At Ably we provide a service that handles high volumes of client connections – multiple millions of concurrent WebSocket and HTTP streaming connections. Said connections are terminated by a set of frontend compute instances; distributing the connections among available instances is the role of one or more load balancers. Each load balancer exposes a single network endpoint externally, and forwards individual requests to frontend server instances managed in a pool that can scale to match the request load. By providing this multiplexing capability, a load balancer becomes an essential building block of a scalable service.

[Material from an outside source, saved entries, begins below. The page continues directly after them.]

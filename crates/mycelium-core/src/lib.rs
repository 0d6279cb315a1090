pub mod config;
pub mod error;
pub mod traits;
pub mod types;

pub use config::{ConfigManager, LoggingConfig, SameKindPolicy, Settings, SyncConfig};
pub use error::*;
pub use traits::*;
pub use types::*;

Load balancers can provide additional functionality. For example, they can perform health checks on the upstream server instances so that requests are forwarded only to healthy instances; they can terminate TLS, or provide application-level proxying, and in turn that can be the basis of other functionality (such as sticky routing based on HTTP cookies).
The ask: practically infinite scalability
AWS has provided an Elastic Load Balancer (ELB) component from the earliest days of the EC2 service. It is the classic offering since 2009.
The attractiveness of having this functionality available as a service is that it takes care of one of the difficult scaling points of service architecture; the instances upstream of the load balancer can be stateless and only need to be concerned with handling individual requests without the need for coordination or contention with other instances. A potentially infinitely scalable service can be constructed with a very small set of primitives: an elastic load balancer and a scaling group of server instances.
At Ably we used classic ELBs as a core element of the architecture of our AWS-hosted service after a study of AWS's performance and scalability characteristics.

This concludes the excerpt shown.